Design inspiration

In Conversation with Neil Stevenson

What inspires your designs?

To me, it’s the conversation with the client, when I try to get them to express what they are after in ways that allow me to get a sense of the aesthetic and understand the functionality.

I like to use books for traditional design work in order to be accurate, but for contemporary projects I start with a blank piece of paper to avoid being directly influenced.

Where do you start with a design?

In the main I start with the limitations. Firstly the size of the space, then you’ve got the functional requirements of the client, so appliances, maybe a TV, and so on. Once you’ve determined the functionality and where you’ve got to put things in relation to doors and windows, quite often you’re not left with an awful lot of freedom to play around.  After that’s done the aesthetic will quite often spring from what’s left.

How do you start the process, do you use CAD or pencil?

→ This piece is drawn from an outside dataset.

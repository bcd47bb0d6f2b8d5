pub(crate) mod ast;
pub(crate) mod error;
pub(crate) mod lexer;
pub(crate) mod parser;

I start with a blank piece of paper as that’s the easiest way to get things down fluidly, to see how they’re progressing in your mind. Once I’ve got to the point where I have a theme I think will work, I will then transfer to CAD to make sure that it will actually work in the physical space.

It’s a bit like a designer’s concept drawing, they look great but when you try and fit what they’ve drawn into the space, it doesn’t quite work.

So everything after the initial design stage is done on CAD then we do 3D photorealistic renders for the client to fully understand what they’re getting because often clients struggle to understand 2d drawings.

Do you find that your role evolves more into spatial architecture or interior design?

It depends on the remit from the individual client. They may want us to manage the design of the whole room which may include some elements of interior design such as lighting and flooring and so forth and for others we are merely dealing with the cabinetry element and the interior designer will be dealing with the overall aesthetic theme.

Our preference is to work closely with a designer or architect and bring our expertise to the solution. We are very good at spatial design and planning so feel that we have a lot to offer in making a good design even better by thinking through the practicalities.